The Gap Between "It Works" and "It's Ready"

Shipping to production feels like crossing a finish line. It isn't. A working application and a production-ready application are fundamentally different things and the distance between them is precisely where incidents are born.

Deadline pressure, cognitive overload, and sheer familiarity with a codebase create dangerous blind spots. Even experienced developers skip critical checks — not from carelessness but from the false confidence that comes with functional code. This checklist covers 12 overlooked but high-impact items that stand between a clean deployment and a costly incident.

The Pre-Production Security Checklist Every Developer Should Run

1. Hardcoded Secrets and Exposed Environment Variables

API keys, database passwords, and tokens embedded directly in source code represent one of the most damaging oversights before a production push. A single accidental commit exposes credentials to anyone with repository access. Use git-secrets or truffleHog to audit your commit history and adopt secrets management via HashiCorp Vault or AWS Secrets Manager before going live.

2. Missing HTTP Security Headers

Headers like Content-Security-Policy, Strict-Transport-Security, X-Frame-Options, and X-Content-Type-Options actively mitigate clickjacking, MIME sniffing, and cross-site scripting attacks. Omitting them leaves documented vulnerabilities open with zero effort required from an attacker. Run your domain through securityheaders.com and treat a failing grade as a deployment blocker.

3. Debug Mode Left Enabled in Production

A verbose error message is a developer's best friend locally but an attacker's roadmap in production. Stack traces expose file paths, framework versions, and application logic. Laravel's APP_DEBUG=true, Django's DEBUG = True, and unfiltered Express error middleware are common culprits. Enforce silent, user-friendly error handling through environment-specific configuration before shipping.
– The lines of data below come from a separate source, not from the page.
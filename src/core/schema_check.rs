// スキーマチェック結果
//
// スキーマ定義テキストの静的チェックで検出された問題を表現します。

use serde::Serialize;

/// 問題の重大度
#[derive(Debug, Clone, Copy, PartialEq, Eq, Serialize)]
#[serde(rename_all = "lowercase")]
pub enum IssueKind {
    Error,
    Warning,
}

impl std::fmt::Display for IssueKind {
    fn fmt(&self, f: &mut std::fmt::Formatter<'_>) -> std::fmt::Result {
        match self {
            IssueKind::Error => write!(f, "error"),
            IssueKind::Warning => write!(f, "warning"),
        }
    }
}

/// スキーマチェックで検出された問題
#[derive(Debug, Clone, PartialEq, Eq, Serialize)]
pub struct SchemaIssue {
    /// 重大度
    #[serde(rename = "type")]
    pub kind: IssueKind,
    /// メッセージ
    pub message: String,
    /// 行番号（1始まり）
    #[serde(skip_serializing_if = "Option::is_none")]
    pub line: Option<usize>,
}

impl SchemaIssue {
    /// エラーを作成
    pub fn error(message: impl Into<String>, line: Option<usize>) -> Self {
        Self {
            kind: IssueKind::Error,
            message: message.into(),
            line,
        }
    }

    /// 警告を作成
    pub fn warning(message: impl Into<String>, line: Option<usize>) -> Self {
        Self {
            kind: IssueKind::Warning,
            message: message.into(),
            line,
        }
    }

    /// 表示用にフォーマット
    pub fn format(&self) -> String {
        match self.line {
            Some(line) => format!("{} (line {}): {}", self.kind, line, self.message),
            None => format!("{}: {}", self.kind, self.message),
        }
    }
}

/// スキーマチェックレポート
#[derive(Debug, Clone, Default, PartialEq, Eq, Serialize)]
pub struct SchemaCheckReport {
    /// エラーがない場合 true
    pub valid: bool,
    /// 検出された問題（行番号順）
    pub issues: Vec<SchemaIssue>,
}

impl SchemaCheckReport {
    /// 問題リストからレポートを作成
    pub fn from_issues(mut issues: Vec<SchemaIssue>) -> Self {
        issues.sort_by_key(|issue| issue.line.unwrap_or(0));
        let valid = !issues.iter().any(|issue| issue.kind == IssueKind::Error);
        Self { valid, issues }
    }

    /// エラーのみを取得
    pub fn errors(&self) -> impl Iterator<Item = &SchemaIssue> {
        self.issues.iter().filter(|i| i.kind == IssueKind::Error)
    }

    /// 警告のみを取得
    pub fn warnings(&self) -> impl Iterator<Item = &SchemaIssue> {
        self.issues.iter().filter(|i| i.kind == IssueKind::Warning)
    }
}
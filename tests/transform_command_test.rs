// transformコマンドハンドラーのテスト

mod common;

use anyhow::Result;
use common::{setup_test_project, write_file, PRISMA_INIT_MIGRATION};
use dsql_migrate::cli::commands::transform::{TransformCommand, TransformCommandHandler};
use dsql_migrate::cli::OutputFormat;
use dsql_migrate::core::error::TransformError;
use std::fs;
use std::path::{Path, PathBuf};

const COMPOUND_ALTER: &str = r#"-- AlterTable
ALTER TABLE "vet" DROP CONSTRAINT "vet_pkey",
ADD COLUMN "phone" VARCHAR(20),
ADD CONSTRAINT "vet_pkey" PRIMARY KEY ("id");
"#;

fn transform_command(project_path: &Path, input: &str) -> TransformCommand {
    TransformCommand {
        project_path: project_path.to_path_buf(),
        config_path: None,
        input: Some(PathBuf::from(input)),
        output: None,
        force: false,
        no_header: false,
        format: OutputFormat::Text,
    }
}

#[test]
fn test_new_handler() {
    let handler = TransformCommandHandler::new();
    assert!(format!("{:?}", handler).contains("TransformCommandHandler"));
}

#[test]
fn test_transform_to_stdout() -> Result<()> {
    let (_temp_dir, project_path) = setup_test_project()?;
    write_file(&project_path, "migration.sql", PRISMA_INIT_MIGRATION)?;

    let output = TransformCommandHandler::new()
        .execute(&transform_command(&project_path, "migration.sql"))?;

    assert!(output.starts_with("-- Transformed for Aurora DSQL\n-- Generated at: "));
    assert!(output.contains("CREATE INDEX ASYNC"));
    assert!(!output.contains("FOREIGN KEY"));
    Ok(())
}

#[test]
fn test_transform_to_output_file() -> Result<()> {
    let (_temp_dir, project_path) = setup_test_project()?;
    write_file(&project_path, "migration.sql", PRISMA_INIT_MIGRATION)?;

    let mut command = transform_command(&project_path, "migration.sql");
    command.output = Some(PathBuf::from("out/dsql.sql"));
    command.no_header = true;

    let output = TransformCommandHandler::new().execute(&command)?;

    assert!(output.contains("4 statement(s) wrapped in transactions"));
    assert!(output.contains("2 index(es) converted"));
    assert!(output.contains("1 foreign key constraint(s) removed"));
    assert!(output.contains("relationMode"));

    let written = fs::read_to_string(project_path.join("out/dsql.sql"))?;
    assert!(written.starts_with("-- CreateTable\nBEGIN;"));
    assert!(written.ends_with("COMMIT;\n"));
    Ok(())
}

#[test]
fn test_transform_uses_config_output_dir() -> Result<()> {
    let (_temp_dir, project_path) = setup_test_project()?;
    write_file(&project_path, "migration.sql", PRISMA_INIT_MIGRATION)?;
    write_file(
        &project_path,
        ".dsql-migrate.yaml",
        "version: \"1.0\"\ninclude_header: false\noutput_dir: dsql\noutput_file: init.sql\n",
    )?;

    TransformCommandHandler::new().execute(&transform_command(&project_path, "migration.sql"))?;

    let written = fs::read_to_string(project_path.join("dsql/init.sql"))?;
    assert!(!written.contains("Transformed for Aurora DSQL"));
    assert!(written.contains("CREATE UNIQUE INDEX ASYNC"));
    Ok(())
}

#[test]
fn test_unsupported_statements_abort_without_force() -> Result<()> {
    colored::control::set_override(false);
    let (_temp_dir, project_path) = setup_test_project()?;
    write_file(&project_path, "migration.sql", COMPOUND_ALTER)?;

    let mut command = transform_command(&project_path, "migration.sql");
    command.output = Some(PathBuf::from("out.sql"));

    let err = TransformCommandHandler::new()
        .execute(&command)
        .expect_err("unsupported statements must abort");

    let transform_error = err
        .downcast_ref::<TransformError>()
        .expect("TransformError expected");
    assert_eq!(
        transform_error.statements(),
        &["ALTER TABLE \"vet\" DROP CONSTRAINT \"vet_pkey\"".to_string()]
    );
    assert!(format!("{:#}", err).contains("--force"));
    assert!(!project_path.join("out.sql").exists());
    Ok(())
}

#[test]
fn test_unsupported_statements_dropped_with_force() -> Result<()> {
    colored::control::set_override(false);
    let (_temp_dir, project_path) = setup_test_project()?;
    write_file(&project_path, "migration.sql", COMPOUND_ALTER)?;

    let mut command = transform_command(&project_path, "migration.sql");
    command.output = Some(PathBuf::from("out.sql"));
    command.force = true;
    command.no_header = true;

    let output = TransformCommandHandler::new().execute(&command)?;
    assert!(output.contains("Unsupported statements were dropped"));
    assert!(output.contains("DROP CONSTRAINT \"vet_pkey\""));

    let written = fs::read_to_string(project_path.join("out.sql"))?;
    assert_eq!(
        written,
        "-- AlterTable\nBEGIN;\nALTER TABLE \"vet\" ADD COLUMN \"phone\" VARCHAR(20);\nCOMMIT;\n"
    );
    Ok(())
}

#[test]
fn test_force_from_config() -> Result<()> {
    let (_temp_dir, project_path) = setup_test_project()?;
    write_file(&project_path, "migration.sql", COMPOUND_ALTER)?;
    write_file(&project_path, ".dsql-migrate.yaml", "version: \"1.0\"\nforce: true\n")?;

    let output = TransformCommandHandler::new()
        .execute(&transform_command(&project_path, "migration.sql"))?;
    assert!(output.contains("ADD COLUMN \"phone\""));
    Ok(())
}

#[test]
fn test_json_output() -> Result<()> {
    let (_temp_dir, project_path) = setup_test_project()?;
    write_file(&project_path, "migration.sql", PRISMA_INIT_MIGRATION)?;

    let mut command = transform_command(&project_path, "migration.sql");
    command.format = OutputFormat::Json;

    let output = TransformCommandHandler::new().execute(&command)?;
    let value: serde_json::Value = serde_json::from_str(&output)?;

    assert_eq!(value["stats"]["statements_processed"], 4);
    assert_eq!(value["stats"]["indexes_converted"], 2);
    assert_eq!(value["stats"]["foreign_keys_removed"], 1);
    assert_eq!(value["warnings"].as_array().map(Vec::len), Some(1));
    assert!(value["sql"].as_str().is_some_and(|sql| sql.contains("ASYNC")));
    assert!(value.get("output_path").is_none());
    Ok(())
}

#[test]
fn test_missing_input_file() -> Result<()> {
    let (_temp_dir, project_path) = setup_test_project()?;

    let err = TransformCommandHandler::new()
        .execute(&transform_command(&project_path, "missing.sql"))
        .unwrap_err();
    assert!(err.to_string().contains("File not found"));
    Ok(())
}

#[test]
fn test_invalid_config_file() -> Result<()> {
    let (_temp_dir, project_path) = setup_test_project()?;
    write_file(&project_path, "migration.sql", PRISMA_INIT_MIGRATION)?;
    write_file(&project_path, ".dsql-migrate.yaml", "version: \"\"\n")?;

    let err = TransformCommandHandler::new()
        .execute(&transform_command(&project_path, "migration.sql"))
        .unwrap_err();
    assert!(format!("{:#}", err).contains("version is not specified"));
    Ok(())
}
4. Unvalidated and Unsanitized User Input

Client-side validation is a UX feature. Server-side validation is a security requirement. Treating user input as trustworthy opens the application to SQL injection, XSS, and command injection. Parameterized queries, ORM-safe data handling, and output encoding libraries are non-negotiable on any route that accepts external data.

5. Outdated or Vulnerable Dependencies

Third-party packages accelerate development but they introduce risk that is easy to ignore. The log4shell vulnerability compromised thousands of applications through a single widely-used logging library. Run npm audit, pip-audit, or snyk test before every production deployment and treat high-severity findings as release blockers rather than backlog items.

6. No Rate Limiting on API Endpoints

An unprotected authentication endpoint is an open invitation for brute-force attacks and credential stuffing. Without rate limiting, attackers can test thousands of password combinations in minutes. Implement express-rate-limit for Node.js applications or NGINX's limit_req directive for server-level enforcement before your API reaches the public internet.

7. Overly Permissive CORS Configuration

Setting Access-Control-Allow-Origin: * on authenticated endpoints allows any origin to read credentialed responses and that is an exploitable data exposure risk. Whitelist specific verified domains and never apply the wildcard header to routes returning user-specific or sensitive data.

8. Insufficient Logging and Monitoring

You cannot defend what you cannot observe. Authentication failures, permission denials, data mutations, and error spikes all require structured capture and real-time alerting. Integrate Datadog, Logtail, or Sentry with configured alerting thresholds before go-live — not after the first incident reveals the gap.

9. Excessive Database Privileges

Application database users rarely need DROP, ALTER, or GRANT rights but they frequently have them. The principle of least privilege limits the blast radius of a compromised credential significantly. Provision a dedicated application user with scoped read/write access only and keep migration credentials entirely separate.

10. Unforced HTTPS and Mixed Content

An SSL certificate alone does not enforce encrypted connections. Unconfigured HTTP-to-HTTPS redirects allow plaintext traffic and mixed content warnings indicate partial encryption failures. Configure server-wide 301 redirects and implement HSTS with an adequate max-age value to guarantee all traffic travels securely.

11. Unprotected Admin Routes and Internal Endpoints

Routes like /admin, /metrics, and /health are predictable, high-value targets. Leaving them publicly accessible without authentication is the server-side equivalent of labeling your spare key. Enforce IP allowlisting, require authentication middleware, or move admin surfaces behind a VPN entirely.

12. No Rollback or Disaster Recovery Plan

A rollback plan is not just an operational concern — it is a security consideration. A compromised or broken deployment without a tested recovery path extends the incident window with every passing minute. Tag every release, document a verified rollback procedure, and confirm backup integrity before shipping.

Ship with Confidence, Not Just Speed

Every item on this list represents a real incident waiting to happen. Collectively they describe the gap between code that works and code that is genuinely ready for production. Bookmark this checklist and run it before every deployment — not just the ones that feel risky. The deployments that feel routine are often the ones that aren't.